Drupal developers want to give administrators choices: to allow them to customize the login process as they feel is appropriate, and to streamline it so the user can take advantage of the Drupal goodies as soon as possible. I'm fine with choices: hell knows I love clicking little boxes. But, give me the opportunity to choose no choice at all: to disable email collection and verification of any sort. Then I'll be happy.


World of Warcraft Quest Tracker

I've released a new Perl script today, wowquests.pl: a World of Warcraft Quest Tracker, which collects quest and zone data from Allakhazam's site and tabulates it into a small and compact list, suitable for printing. You can see the quest output for Morbulin, my level 58 Troll Shaman, here. Quests with asterisks next to them, I've completed.

How's it work? Welp, this is largely because I looOove collecting stats. Ever since I started playing World of Warcraft, I've been keeping track of what quests I've finished, on paper. Now, with this script, I just print out the master list, circle the ones I finished, and feed those quest IDs back into the script the next time I run an update (every couple of months or so). Those IDs are then asterisked and counted: so far, I've finished 526 quests available for the Horde.
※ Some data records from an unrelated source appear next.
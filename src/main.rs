use anyhow::Result;
use clap::{Parser, Subcommand};

use cabinet_stats::cli::{
    handle_audit_command, handle_batch_command, handle_config_command, AuditArgs, BatchArgs,
    ConfigArgs,
};
use cabinet_stats::config::{paths::CabinetPaths, settings::Settings};

#[derive(Parser)]
#[command(
    name = "cabinet",
    version,
    about = "Terminal dashboard for per-cabinet revenue statistics",
    long_about = "Cabinet Stats tracks cumulative revenue, balance and deals per \
                  operator cabinet. Each new report is reconciled against the \
                  previous one to derive daily revenue, and the results are shown \
                  as summary cards, charts and tables or exported to a spreadsheet."
)]
struct Cli {
    #[command(subcommand)]
    command: Option<Commands>,
}

#[derive(Subcommand)]
enum Commands {
    /// Launch the interactive dashboard (default)
    #[command(alias = "ui")]
    Tui,

    /// Reconcile a CSV file of entries and print or export the result
    Batch(BatchArgs),

    /// Show current configuration and paths
    Config(ConfigArgs),

    /// Show the most recent audit log entries
    Audit(AuditArgs),
}

fn main() -> Result<()> {
    let cli = Cli::parse();

    let paths = CabinetPaths::new()?;
    let settings = Settings::load_or_create(&paths)?;

    match cli.command {
        None | Some(Commands::Tui) => {
            cabinet_stats::tui::run_tui(&settings, &paths)?;
        }
        Some(Commands::Batch(args)) => {
            handle_batch_command(&paths, &settings, args)?;
        }
        Some(Commands::Config(args)) => {
            handle_config_command(&paths, &settings, args)?;
        }
        Some(Commands::Audit(args)) => {
            handle_audit_command(&paths, args)?;
        }
    }

    Ok(())
}
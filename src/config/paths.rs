//! Path management for cabinet-stats
//!
//! ## Path Resolution Order
//!
//! 1. `CABINET_STATS_DIR` environment variable (if set)
//! 2. The platform config directory from `directories`
//!    (`~/.config/cabinet-stats` on Linux, `%APPDATA%\cabinet-stats` on Windows)

use std::path::PathBuf;

use directories::ProjectDirs;

use crate::error::CabinetError;

/// Environment variable overriding the base directory
pub const DIR_ENV_VAR: &str = "CABINET_STATS_DIR";

/// Manages all paths used by cabinet-stats
#[derive(Debug, Clone)]
pub struct CabinetPaths {
    /// Base directory for settings, audit log and exports
    base_dir: PathBuf,
}

impl CabinetPaths {
    /// Resolve the base directory from the environment or platform defaults
    ///
    /// # Errors
    ///
    /// Returns an error if no home directory can be determined.
    pub fn new() -> Result<Self, CabinetError> {
        let base_dir = match std::env::var(DIR_ENV_VAR) {
            Ok(custom) if !custom.trim().is_empty() => PathBuf::from(custom),
            _ => resolve_default_path()?,
        };

        Ok(Self { base_dir })
    }

    /// Create paths with a custom base directory (useful for testing)
    pub fn with_base_dir(base_dir: PathBuf) -> Self {
        Self { base_dir }
    }

    /// Get the base directory
    pub fn base_dir(&self) -> &PathBuf {
        &self.base_dir
    }

    /// Get the path to the settings file
    pub fn settings_file(&self) -> PathBuf {
        self.base_dir.join("config.json")
    }

    /// Get the path to the audit log
    pub fn audit_log(&self) -> PathBuf {
        self.base_dir.join("audit.log")
    }

    /// Default directory for spreadsheet exports
    pub fn export_dir(&self) -> PathBuf {
        self.base_dir.join("exports")
    }

    /// Ensure the base directory exists
    pub fn ensure_directories(&self) -> Result<(), CabinetError> {
        std::fs::create_dir_all(&self.base_dir)
            .map_err(|e| CabinetError::Io(format!("Failed to create base directory: {}", e)))?;
        Ok(())
    }

    /// Check whether a settings file has been written
    pub fn is_initialized(&self) -> bool {
        self.settings_file().exists()
    }
}

fn resolve_default_path() -> Result<PathBuf, CabinetError> {
    ProjectDirs::from("", "", "cabinet-stats")
        .map(|dirs| dirs.config_dir().to_path_buf())
        .ok_or_else(|| CabinetError::Config("Could not determine a home directory".into()))
}
//! Demo records for a fresh session
//!
//! When `seed_demo_data` is enabled the dashboard starts with two sample
//! cabinets instead of an empty table.

use chrono::NaiveDate;

use crate::models::{CabinetRecord, Money, RecordId};

use super::RecordStore;

/// The two sample cabinets, dated `date`
pub fn demo_records(date: NaiveDate) -> Vec<CabinetRecord> {
    vec![
        CabinetRecord {
            id: RecordId::new(),
            last_name: "Ivanov".into(),
            first_name: "Petr".into(),
            cabinet_label: "Cabinet A".into(),
            total_revenue: Money::from_major(150_000),
            daily_revenue: Money::from_major(5_000),
            balance: Money::from_major(45_000),
            deals_before_midnight: 12,
            deals_after_midnight: 8,
            date,
        },
        CabinetRecord {
            id: RecordId::new(),
            last_name: "Smirnova".into(),
            first_name: "Anna".into(),
            cabinet_label: "Cabinet B".into(),
            total_revenue: Money::from_major(220_000),
            daily_revenue: Money::from_major(7_500),
            balance: Money::from_major(68_000),
            deals_before_midnight: 18,
            deals_after_midnight: 5,
            date,
        },
    ]
}

/// A store holding the demo records
pub fn demo_store(date: NaiveDate) -> RecordStore {
    RecordStore::with_records(demo_records(date))
}
//! Revenue reconciliation
//!
//! Turns a newly reported cumulative revenue figure into the revenue gained
//! since the previous snapshot of the same cabinet. Cabinets are matched by
//! exact, case-sensitive label. Everything here is a pure function of its
//! inputs.

use serde::{Deserialize, Serialize};
use std::fmt;

use crate::models::{CabinetRecord, Money};

/// How the previous snapshot of a cabinet is chosen among label matches
#[derive(Debug, Clone, Copy, PartialEq, Eq, Default, Serialize, Deserialize, clap::ValueEnum)]
#[serde(rename_all = "kebab-case")]
pub enum BaselineStrategy {
    /// The first matching record in store order, regardless of date
    // TODO: make MostRecentByDate the default once operators confirm that a
    // repeated label means the same cabinet's history.
    #[default]
    FirstInStoreOrder,
    /// The matching record with the latest date; ties go to the later one
    /// in store order
    MostRecentByDate,
}

impl fmt::Display for BaselineStrategy {
    fn fmt(&self, f: &mut fmt::Formatter<'_>) -> fmt::Result {
        match self {
            Self::FirstInStoreOrder => write!(f, "first-in-store-order"),
            Self::MostRecentByDate => write!(f, "most-recent-by-date"),
        }
    }
}

/// Find the record whose total serves as the baseline for `cabinet_label`
pub fn find_baseline<'a>(
    strategy: BaselineStrategy,
    cabinet_label: &str,
    records: &'a [CabinetRecord],
) -> Option<&'a CabinetRecord> {
    let mut matches = records.iter().filter(|r| r.cabinet_label == cabinet_label);
    match strategy {
        BaselineStrategy::FirstInStoreOrder => matches.next(),
        // max_by_key keeps the last of equal maxima
        BaselineStrategy::MostRecentByDate => matches.max_by_key(|r| r.date),
    }
}

/// Daily revenue of a new snapshot: `new_total` minus the first stored total
/// for the same cabinet label, or `new_total` itself when the cabinet is new.
///
/// The result may be negative when revenue went down; that is recorded, not
/// rejected.
pub fn compute_daily_revenue(
    cabinet_label: &str,
    new_total: Money,
    records: &[CabinetRecord],
) -> Money {
    compute_daily_revenue_with(BaselineStrategy::FirstInStoreOrder, cabinet_label, new_total, records)
}

/// [`compute_daily_revenue`] with an explicit baseline strategy
pub fn compute_daily_revenue_with(
    strategy: BaselineStrategy,
    cabinet_label: &str,
    new_total: Money,
    records: &[CabinetRecord],
) -> Money {
    let previous = find_baseline(strategy, cabinet_label, records)
        .map(|r| r.total_revenue)
        .unwrap_or_default();
    new_total - previous
}
//! Terminal User Interface module
//!
//! Interactive dashboard built on ratatui: summary cards and charts, the
//! cabinet table and per-cabinet statistics, with dialogs for data entry.

pub mod app;
pub mod event;
pub mod handler;
pub mod terminal;

// Views
pub mod views;

// Widgets
pub mod widgets;

// Dialogs
pub mod dialogs;

// Layout
pub mod layout;

pub use app::App;
pub use terminal::run_tui;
Yes, there are in-game-client, user-contributed, mods for this. However, none of them allow you to enter in previous quest data, before you started using the mod. So, until I start a new character (probably a blood elf, though, if sbp ever gets on, we'll be Alliance), this is more than adequate. I looVe lists, I do.

Web Apps with Tiger: Backups and Speed

My newest O'Reilly article, Web Apps with Tiger: Backups and Speed has been published. The fourth in a new series with a focus on software for your OS X-served web site, this bit focuses on database optimization and backup, plus speeding up execution of PHP scripts with eAccelerator. As with all my Apache articles, however, this reads equally well for Linux-based installations. Make Mine Morbus!

Upcoming Game Releases

As I wait with bated breath for MAGNA CARTA: TEARS OF BLOOD (November 8th, 2005) and DRAGON QUEST VIII (November 15th, 2005), I picked up Rockstar's new game, THE WARRIORS yesterday. Horrible mistake. Long loading times ("Yes, I know, I died. Can't you cache the damn level?!"), annoying missions ("I just want to FINAL FIGHT shit. Stealth sucks!"), crappy split screens ("HELLO?! I can see Player 2! REMOVE TEH SPLITZERS K TNKS"), pointless announcers ("Yes, I know, I died. Please don't make me listen to your whole spiel before I can choose 'continue'.) and repetitive voices ("I get it! Looking for Maria is an in-joke from WEST SIDE STORY. ROFFLE. Shut the hell up!") do not a fun game make. I'm trading it in today for SOUL CALIBER III.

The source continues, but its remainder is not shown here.